Tuesday, April 16, 2019
The past few years have made it seem as though retailers haven’t been able to catch a break in Canada. Another month, another shutdown, or so it’s seemed.
Retailers and commercial landlords in the country have experienced a wild ride, with Target opening and closing; Future Shop shutting down; and Sears, Black’s, and Gymboree closing — to name a few. Although some chains continue to experience financial turmoil, the dust has begun to settle, and perhaps clear, as landlords have begun to find creative ways to showcase shopping malls in a new light.
One of the most significant impacts on the retail landscape has been the proliferation of online shopping, especially for digital goods. This past decade has seen Blockbuster Video, Future Shop, and Target shutter, leaving gaping holes for landlords to fill.
Amazon and online shopping have continued to hinder in-store sales for goods and services, resulting in frequent “doom and gloom” headlines declaring that retail is dead.
And yes, the latest shutdowns involving bankruptcies for Payless ShoeSource and Gymboree are continuing to pose challenges for shopping malls. But with Q1 of 2019 behind us, it seems that there is finally a light at the end of the tunnel.
A Sears store in Toronto prior to the chain’s permanent closure in Canada.
While this is not necessarily the be-all, end-all of brick-and-mortar’s struggles, the diversity of new offerings speculated about in recent years has finally started to come to fruition. The Target Canada store that left Upper Canada Mall in Newmarket, Ontario, empty for over a year has been replaced with Market & Co., a 40,000-square-foot food hall. Similarly, in Mississauga, Ontario, the Square One Food District has opened, sharing similar specs and vendors with Market & Co.
With gourmet offerings that go beyond what one would normally find in a food court, food halls have been a great success, attracting both shoppers and foodies on social media. And not only for Canadians, of course.
In a 2017 article posted by Forbes, restaurants in the retail sector were celebrated for their use of social media in bringing diners to their establishments, even in unlikely locations.
David Chang, chef and founder of Momofuku, originally experienced pushback from landlords in 2004 when he proposed a restaurant in their retail spaces.
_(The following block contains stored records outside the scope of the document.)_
//! Typed literal values shared by the filter language, sort keys and cursors.
//!
//! # Tags
//!
//! - `Int`: 64-bit signed integer
//! - `Float`: 64-bit float, totally ordered via `total_cmp`
//! - `Date`: ISO-8601 calendar date
//! - `Str`: free text
//! - `Enum`: one member of a declared enumeration
//!
//! Values of different tags never compare with each other.

mod literal;

pub use literal::parse_literal;

use std::cmp::Ordering;
use std::fmt;

use chrono::NaiveDate;
use serde::{Deserialize, Serialize};
use serde_json::Value as JsonValue;

/// Declared type of a filterable or sortable property.
#[derive(Debug, Clone, Copy, PartialEq, Eq, Hash, Serialize, Deserialize)]
#[serde(rename_all = "lowercase")]
pub enum ValueType {
    Int,
    Float,
    Date,
    #[serde(rename = "string", alias = "str")]
    Str,
    Enum,
}

impl ValueType {
    pub fn as_str(&self) -> &'static str {
        match self {
            ValueType::Int => "int",
            ValueType::Float => "float",
            ValueType::Date => "date",
            ValueType::Str => "string",
            ValueType::Enum => "enum",
        }
    }
}

impl fmt::Display for ValueType {
    fn fmt(&self, f: &mut fmt::Formatter<'_>) -> fmt::Result {
        f.write_str(self.as_str())
    }
}

/// A typed literal.
#[derive(Debug, Clone, PartialEq)]
pub enum Value {
    Int(i64),
    Float(f64),
    Date(NaiveDate),
    Str(String),
    Enum(String),
}

impl Value {
    /// Parses an unquoted literal, picking the most specific tag.
    pub fn parse_literal(text: &str) -> Self {
        parse_literal(text)
    }

    /// Returns the tag of this value
    pub fn value_type(&self) -> ValueType {
        match self {
            Value::Int(_) => ValueType::Int,
            Value::Float(_) => ValueType::Float,
            Value::Date(_) => ValueType::Date,
            Value::Str(_) => ValueType::Str,
            Value::Enum(_) => ValueType::Enum,
        }
    }

    /// Returns the textual payload of `Str` and `Enum` values
    pub fn as_text(&self) -> Option<&str> {
        match self {
            Value::Str(s) | Value::Enum(s) => Some(s),
            _ => None,
        }
    }

    /// Compares two values of the same tag.
    ///
    /// Returns `None` when the tags differ. `Str` and `Enum` compare with
    /// each other by text since both are stored as text columns.
    pub fn compare(&self, other: &Value) -> Option<Ordering> {
        match (self, other) {
            (Value::Int(a), Value::Int(b)) => Some(a.cmp(b)),
            (Value::Float(a), Value::Float(b)) => Some(a.total_cmp(b)),
            (Value::Date(a), Value::Date(b)) => Some(a.cmp(b)),
            (Value::Str(a) | Value::Enum(a), Value::Str(b) | Value::Enum(b)) => Some(a.cmp(b)),
            _ => None,
        }
    }

    /// Reads a value of the given declared type out of a JSON field.
    ///
    /// Returns `None` for JSON null and for fields whose JSON shape cannot
    /// hold the declared type.
    pub fn from_json(json: &JsonValue, value_type: ValueType) -> Option<Self> {
        match (value_type, json) {
            (ValueType::Int, JsonValue::Number(n)) => n.as_i64().map(Value::Int),
            (ValueType::Float, JsonValue::Number(n)) => n.as_f64().map(Value::Float),
            (ValueType::Date, JsonValue::String(s)) => {
                NaiveDate::parse_from_str(s, "%Y-%m-%d").ok().map(Value::Date)
            }
            (ValueType::Str, JsonValue::String(s)) => Some(Value::Str(s.clone())),
            (ValueType::Enum, JsonValue::String(s)) => Some(Value::Enum(s.clone())),
            _ => None,
        }
    }

    /// Converts this value into its JSON representation
    pub fn to_json(&self) -> JsonValue {
        match self {
            Value::Int(i) => JsonValue::from(*i),
            Value::Float(f) => serde_json::Number::from_f64(*f)
                .map(JsonValue::Number)
                .unwrap_or(JsonValue::Null),
            Value::Date(d) => JsonValue::String(d.format("%Y-%m-%d").to_string()),
            Value::Str(s) | Value::Enum(s) => JsonValue::String(s.clone()),
        }
    }

    /// Canonical text used when hashing primary keys
    pub fn canonical_text(&self) -> String {
        match self {
            Value::Int(i) => i.to_string(),
            Value::Float(f) => f.to_string(),
            Value::Date(d) => d.format("%Y-%m-%d").to_string(),
            Value::Str(s) | Value::Enum(s) => s.clone(),
        }
    }
}

impl fmt::Display for Value {
    fn fmt(&self, f: &mut fmt::Formatter<'_>) -> fmt::Result {
        match self {
            Value::Int(i) => write!(f, "{}", i),
            Value::Float(v) => write!(f, "{:?}", v),
            Value::Date(d) => write!(f, "'{}'", d.format("%Y-%m-%d")),
            Value::Str(s) | Value::Enum(s) => write!(f, "'{}'", s.replace('\'', "''")),
        }
    }
}
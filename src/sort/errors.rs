//! Sort error types
//!
//! Error codes:
//! - LIST_SORT_UNKNOWN_KEY
//! - LIST_SORT_INCOMPATIBLE_RANDOM
//! - LIST_SORT_INVALID_TOKEN

use thiserror::Error;

/// Result type for sort resolution
pub type SortResult<T> = Result<T, SortError>;

#[derive(Debug, Clone, PartialEq, Eq, Error)]
pub enum SortError {
    #[error("Unknown sort key '{key}'. Available: {}", .available.join(", "))]
    UnknownSortKey { key: String, available: Vec<String> },

    #[error("Random sort cannot be combined with other sort keys")]
    IncompatibleRandomSort,

    #[error("Invalid sort token '{token}': {reason}")]
    InvalidToken { token: String, reason: String },
}

impl SortError {
    pub(crate) fn invalid_token(token: &str, reason: impl Into<String>) -> Self {
        SortError::InvalidToken {
            token: token.to_string(),
            reason: reason.into(),
        }
    }

    /// Returns the stable error code
    pub fn code(&self) -> &'static str {
        match self {
            SortError::UnknownSortKey { .. } => "LIST_SORT_UNKNOWN_KEY",
            SortError::IncompatibleRandomSort => "LIST_SORT_INCOMPATIBLE_RANDOM",
            SortError::InvalidToken { .. } => "LIST_SORT_INVALID_TOKEN",
        }
    }
}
At the time, they were concerned about smells and pests, assuming it would be bad for business.
What a difference a decade-plus has made: “There was just a general idea that a restaurant didn’t increase the value of an asset,” Chang said. “Now it’s the complete opposite.”
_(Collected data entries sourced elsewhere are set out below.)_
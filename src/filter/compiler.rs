//! Filter compiler.
//!
//! Lowers a `FilterExpr` to a `Predicate` against a `PropertyRegistry`.
//! Compilation is depth-first, left to right, and stops at the first
//! error: no partial predicate is ever returned.

use super::ast::{FilterExpr, FilterOp};
use super::errors::{FilterError, FilterResult};
use super::registry::{PropertyDescriptor, PropertyRegistry};
use crate::predicate::{CompareOp, Expr, Predicate};
use crate::value::{Value, ValueType};

/// Compiles a filter expression into a storage predicate
pub fn compile(expr: &FilterExpr, registry: &PropertyRegistry) -> FilterResult<Predicate> {
    match expr {
        FilterExpr::Cmp {
            property,
            op,
            value,
        } => compile_cmp(property, *op, value, registry),
        FilterExpr::And(..) => Ok(Predicate::And(compile_chain(expr, registry)?)),
        FilterExpr::Or(..) => Ok(Predicate::Or(compile_chain(expr, registry)?)),
        FilterExpr::Not(inner) => Ok(compile(inner, registry)?.negate()),
    }
}

/// Compiles the operands of a run of same-kind `And`/`Or` nodes.
///
/// The run is walked with an explicit stack, so a long `a and b and ...`
/// chain costs no recursion depth. Operands come out left to right.
fn compile_chain(root: &FilterExpr, registry: &PropertyRegistry) -> FilterResult<Vec<Predicate>> {
    let mut terms = Vec::new();
    let mut stack = vec![root];
    while let Some(expr) = stack.pop() {
        match split(root, expr) {
            Some((lhs, rhs)) => {
                stack.push(rhs);
                stack.push(lhs);
            }
            None => terms.push(compile(expr, registry)?),
        }
    }
    Ok(terms)
}

/// Operands of `expr` when it is the same connective as `root`
fn split<'a>(root: &FilterExpr, expr: &'a FilterExpr) -> Option<(&'a FilterExpr, &'a FilterExpr)> {
    match (root, expr) {
        (FilterExpr::And(..), FilterExpr::And(lhs, rhs))
        | (FilterExpr::Or(..), FilterExpr::Or(lhs, rhs)) => Some((lhs.as_ref(), rhs.as_ref())),
        _ => None,
    }
}

fn compile_cmp(
    property: &str,
    op: FilterOp,
    value: &Value,
    registry: &PropertyRegistry,
) -> FilterResult<Predicate> {
    let desc = registry
        .get(property)
        .ok_or_else(|| FilterError::UnknownProperty {
            name: property.to_string(),
            available: registry.names(),
        })?;

    if desc.is_array {
        // eq on an array column is a membership test, never element-wise equality
        if !matches!(op, FilterOp::Eq | FilterOp::Has) {
            return Err(FilterError::UnsupportedOperatorForArray {
                property: desc.name.clone(),
                operator: op,
            });
        }
        let value = check_value(desc, value)?;
        return Ok(Predicate::Contains {
            column: desc.column.clone(),
            value,
        });
    }

    let op = match op {
        FilterOp::Eq => CompareOp::Eq,
        FilterOp::Ne => CompareOp::Ne,
        FilterOp::Gt => CompareOp::Gt,
        FilterOp::Ge => CompareOp::Ge,
        FilterOp::Lt => CompareOp::Lt,
        FilterOp::Le => CompareOp::Le,
        FilterOp::Has => {
            return Err(FilterError::UnsupportedOperator {
                property: desc.name.clone(),
                operator: op,
            });
        }
    };
    let value = check_value(desc, value)?;
    Ok(Predicate::compare(Expr::column(&desc.column), op, value))
}

/// Checks a literal against the declared type, normalizing enum members
fn check_value(desc: &PropertyDescriptor, value: &Value) -> FilterResult<Value> {
    if desc.declared_type == ValueType::Enum {
        let text = match value {
            Value::Str(s) | Value::Enum(s) => s,
            other => {
                return Err(FilterError::TypeMismatch {
                    property: desc.name.clone(),
                    expected: ValueType::Enum,
                    got: other.value_type(),
                });
            }
        };
        return desc
            .enum_member(text)
            .map(|member| Value::Enum(member.to_string()))
            .ok_or_else(|| FilterError::InvalidEnumValue {
                property: desc.name.clone(),
                value: text.clone(),
                allowed: desc.enum_values.clone().unwrap_or_default(),
            });
    }

    if value.value_type() != desc.declared_type {
        return Err(FilterError::TypeMismatch {
            property: desc.name.clone(),
            expected: desc.declared_type,
            got: value.value_type(),
        });
    }
    Ok(value.clone())
}

#[cfg(test)]
mod tests {
    use super::*;
    use crate::filter::parse_filter;

    fn registry() -> PropertyRegistry {
        PropertyRegistry::new(vec![
            PropertyDescriptor::new("year", ValueType::Int),
            PropertyDescriptor::new("rating", ValueType::Float),
            PropertyDescriptor::enumeration("genre", ["action", "drama"]),
            PropertyDescriptor::enumeration("tags", ["anime", "live"])
                .array()
                .with_column("tag_list"),
            PropertyDescriptor::new("airDate", ValueType::Date).with_column("air_date"),
        ])
        .unwrap()
    }

    fn compile_str(filter: &str) -> FilterResult<Predicate> {
        compile(&parse_filter(filter).unwrap(), &registry())
    }

    #[test]
    fn test_compile_conjunction() {
        let pred = compile_str("genre eq action and year gt 2000").unwrap();
        assert_eq!(pred.to_string(), "(genre = 'action') AND (year > 2000)");
    }

    #[test]
    fn test_float_literal_on_int_property() {
        let err = compile_str("year gt 2000.5").unwrap_err();
        assert_eq!(
            err,
            FilterError::TypeMismatch {
                property: "year".into(),
                expected: ValueType::Int,
                got: ValueType::Float,
            }
        );
    }

    #[test]
    fn test_int_literal_on_float_property_is_rejected() {
        let err = compile_str("rating eq 8").unwrap_err();
        assert!(matches!(
            err,
            FilterError::TypeMismatch {
                expected: ValueType::Float,
                got: ValueType::Int,
                ..
            }
        ));
    }

    #[test]
    fn test_unknown_property() {
        let err = compile_str("studio eq ghibli").unwrap_err();
        match err {
            FilterError::UnknownProperty { name, available } => {
                assert_eq!(name, "studio");
                assert_eq!(available, vec!["year", "rating", "genre", "tags", "airDate"]);
            }
            other => panic!("unexpected error {:?}", other),
        }
    }

    #[test]
    fn test_invalid_enum_value() {
        let err = compile_str("genre eq comedy").unwrap_err();
        assert_eq!(
            err,
            FilterError::InvalidEnumValue {
                property: "genre".into(),
                value: "comedy".into(),
                allowed: vec!["action".into(), "drama".into()],
            }
        );
    }

    #[test]
    fn test_enum_value_case_normalized() {
        let pred = compile_str("Genre eq ACTION").unwrap();
        assert_eq!(pred.to_string(), "genre = 'action'");
    }

    #[test]
    fn test_array_eq_is_membership() {
        let eq = compile_str("tags eq anime").unwrap();
        let has = compile_str("tags has anime").unwrap();
        assert_eq!(eq, has);
        assert_eq!(eq.to_string(), "'anime' = ANY(tag_list)");
    }

    #[test]
    fn test_array_rejects_ordering_operators() {
        let err = compile_str("tags gt anime").unwrap_err();
        assert_eq!(
            err,
            FilterError::UnsupportedOperatorForArray {
                property: "tags".into(),
                operator: FilterOp::Gt,
            }
        );
    }

    #[test]
    fn test_has_on_scalar_rejected() {
        let err = compile_str("year has 3").unwrap_err();
        assert!(matches!(err, FilterError::UnsupportedOperator { .. }));
    }

    #[test]
    fn test_first_error_wins() {
        let err = compile_str("year gt 1.5 or genre eq comedy").unwrap_err();
        assert!(matches!(err, FilterError::TypeMismatch { .. }));

        let err = compile_str("genre eq comedy or year gt 1.5").unwrap_err();
        assert!(matches!(err, FilterError::InvalidEnumValue { .. }));
    }

    #[test]
    fn test_date_uses_declared_column() {
        let pred = compile_str("not airDate lt 2020-01-01").unwrap();
        assert_eq!(pred.to_string(), "NOT (air_date < '2020-01-01')");
    }

    #[test]
    fn test_date_property_rejects_string() {
        let err = compile_str("airDate lt yesterday").unwrap_err();
        assert!(matches!(
            err,
            FilterError::TypeMismatch {
                expected: ValueType::Date,
                got: ValueType::Str,
                ..
            }
        ));
    }

    #[test]
    fn test_long_chain_compiles_flat() {
        let mut expr = FilterExpr::eq("year", Value::Int(0));
        for i in 1..5000 {
            expr = expr.and(FilterExpr::eq("year", Value::Int(i)));
        }
        match compile(&expr, &registry()).unwrap() {
            Predicate::And(terms) => {
                assert_eq!(terms.len(), 5000);
                assert_eq!(terms[4999].to_string(), "year = 4999");
            }
            other => panic!("expected And, got {:?}", other),
        }
    }

    #[test]
    fn test_mixed_connectives_keep_grouping() {
        let pred = compile_str("(year gt 1 and year lt 3) or genre eq drama or year eq 9").unwrap();
        assert_eq!(
            pred.to_string(),
            "((year > 1) AND (year < 3)) OR (genre = 'drama') OR (year = 9)"
        );
    }
}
Today, increasing foot traffic with a diverse offering of shops and restaurants seems like a no-brainer. And it’s not just restaurateurs filling the void — foreign shops opening in Canada have introduced shoppers to a “new wave” of retailers. Japanese retail giants Muji and Uniqlo have both helped to fill empty spaces, according to Graham Silvera, Ivanhoé Cambridge’s vice-president of retail development.
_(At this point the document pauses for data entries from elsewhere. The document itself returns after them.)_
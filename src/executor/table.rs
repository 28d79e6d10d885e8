use serde_json::Value as JsonValue;

use crate::endpoint::ResolvedQuery;
use crate::predicate::{matches, Predicate};
use crate::sort::{compare_rows, OrderTerm};

/// Anything that can answer a resolved list query with rows
pub trait RowSource {
    fn fetch(&self, query: &ResolvedQuery) -> Vec<JsonValue>;
}

/// Rows of one resource, kept in memory
#[derive(Debug, Clone, Default, PartialEq)]
pub struct MemoryTable {
    rows: Vec<JsonValue>,
}

impl MemoryTable {
    pub fn new(rows: Vec<JsonValue>) -> Self {
        Self { rows }
    }

    pub fn rows(&self) -> &[JsonValue] {
        &self.rows
    }

    pub fn len(&self) -> usize {
        self.rows.len()
    }

    pub fn is_empty(&self) -> bool {
        self.rows.is_empty()
    }

    pub fn insert(&mut self, row: JsonValue) {
        self.rows.push(row);
    }

    /// Filters, sorts and truncates the rows
    pub fn execute(
        &self,
        predicate: Option<&Predicate>,
        order: &[OrderTerm],
        limit: usize,
    ) -> Vec<JsonValue> {
        let mut selected: Vec<&JsonValue> = self
            .rows
            .iter()
            .filter(|row| predicate.map_or(true, |p| matches(row, p)))
            .collect();
        selected.sort_by(|a, b| compare_rows(a, b, order));
        selected.into_iter().take(limit).cloned().collect()
    }
}

impl RowSource for MemoryTable {
    fn fetch(&self, query: &ResolvedQuery) -> Vec<JsonValue> {
        self.execute(query.predicate().as_ref(), &query.order_by(), query.limit)
    }
}
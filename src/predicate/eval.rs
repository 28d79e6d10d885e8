//! In-memory predicate evaluation over JSON rows.
//!
//! Uses SQL three-valued logic so that the reference engine agrees with a
//! relational database on NULL handling: a comparison against NULL or a
//! missing field is UNKNOWN, and a row matches only when the predicate is
//! TRUE.

use std::cmp::Ordering;

use serde_json::Value as JsonValue;

use super::{CompareOp, Expr, Predicate};
use crate::sort::seeded_hash_json;
use crate::value::Value;

/// Result of evaluating a predicate under three-valued logic
#[derive(Debug, Clone, Copy, PartialEq, Eq)]
pub enum Truth {
    True,
    False,
    Unknown,
}

impl Truth {
    fn from_bool(b: bool) -> Self {
        if b {
            Truth::True
        } else {
            Truth::False
        }
    }

    fn and(self, other: Truth) -> Truth {
        match (self, other) {
            (Truth::False, _) | (_, Truth::False) => Truth::False,
            (Truth::True, Truth::True) => Truth::True,
            _ => Truth::Unknown,
        }
    }

    fn or(self, other: Truth) -> Truth {
        match (self, other) {
            (Truth::True, _) | (_, Truth::True) => Truth::True,
            (Truth::False, Truth::False) => Truth::False,
            _ => Truth::Unknown,
        }
    }

    fn not(self) -> Truth {
        match self {
            Truth::True => Truth::False,
            Truth::False => Truth::True,
            Truth::Unknown => Truth::Unknown,
        }
    }
}

/// Returns true only if the predicate evaluates to TRUE for the row
pub fn matches(row: &JsonValue, predicate: &Predicate) -> bool {
    evaluate(row, predicate) == Truth::True
}

/// Evaluates a predicate against a row
pub fn evaluate(row: &JsonValue, predicate: &Predicate) -> Truth {
    match predicate {
        Predicate::Compare { expr, op, value } => compare(row, expr, *op, value),
        Predicate::Contains { column, value } => contains(row, column, value),
        Predicate::IsNull(expr) => Truth::from_bool(is_null(row, expr)),
        Predicate::And(terms) => terms
            .iter()
            .fold(Truth::True, |acc, t| acc.and(evaluate(row, t))),
        Predicate::Or(terms) => terms
            .iter()
            .fold(Truth::False, |acc, t| acc.or(evaluate(row, t))),
        Predicate::Not(inner) => evaluate(row, inner).not(),
    }
}

fn field<'a>(row: &'a JsonValue, column: &str) -> Option<&'a JsonValue> {
    row.get(column).filter(|v| !v.is_null())
}

fn is_null(row: &JsonValue, expr: &Expr) -> bool {
    match expr {
        Expr::Column(c) => field(row, c).is_none(),
        Expr::SeededHash { column, .. } => field(row, column).is_none(),
    }
}

fn resolve(row: &JsonValue, expr: &Expr, like: &Value) -> Option<Value> {
    match expr {
        Expr::Column(c) => Value::from_json(field(row, c)?, like.value_type()),
        Expr::SeededHash { seed, column } => {
            seeded_hash_json(*seed, field(row, column)?).map(Value::Int)
        }
    }
}

fn compare(row: &JsonValue, expr: &Expr, op: CompareOp, value: &Value) -> Truth {
    let actual = match resolve(row, expr, value) {
        Some(v) => v,
        None => return Truth::Unknown,
    };
    let ordering = match actual.compare(value) {
        Some(o) => o,
        None => return Truth::Unknown,
    };
    Truth::from_bool(match op {
        CompareOp::Eq => ordering == Ordering::Equal,
        CompareOp::Ne => ordering != Ordering::Equal,
        CompareOp::Gt => ordering == Ordering::Greater,
        CompareOp::Ge => ordering != Ordering::Less,
        CompareOp::Lt => ordering == Ordering::Less,
        CompareOp::Le => ordering != Ordering::Greater,
    })
}

fn contains(row: &JsonValue, column: &str, value: &Value) -> Truth {
    let items = match field(row, column).and_then(JsonValue::as_array) {
        Some(items) => items,
        None => return Truth::Unknown,
    };
    let found = items.iter().any(|item| {
        Value::from_json(item, value.value_type())
            .and_then(|v| v.compare(value))
            .is_some_and(|o| o == Ordering::Equal)
    });
    Truth::from_bool(found)
}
He goes on to say that today, he would select five junior tenants over a major anchor, as newer tenants have been significantly driving foot traffic. His company currently plans to spend $500 million to upgrade several key properties. Ivanhoé Cambridge’s successful markets include outlet malls, luxury centres, and experiential shopping establishments.
If retailers have yet to adapt to experiential consumer demands or implement an online shopping platform, they may want to do so before it’s too late. While landlords have creatively begun to fill the empty spaces, a number of retailers are still at risk of bankruptcy, according to MoneyWise. Given the big names featured on the list, shopping malls will continue to be in for some major changes.
For now, it appears as though Canadian retail establishments are finally diversifying. Retail landlords have had to shift their priorities quickly over the years, and this is likely only the beginning.
Consumer demands will continue to sway preferences and tastes, and merchants must keep up or face a similar fate to their fellow shuttered retailers.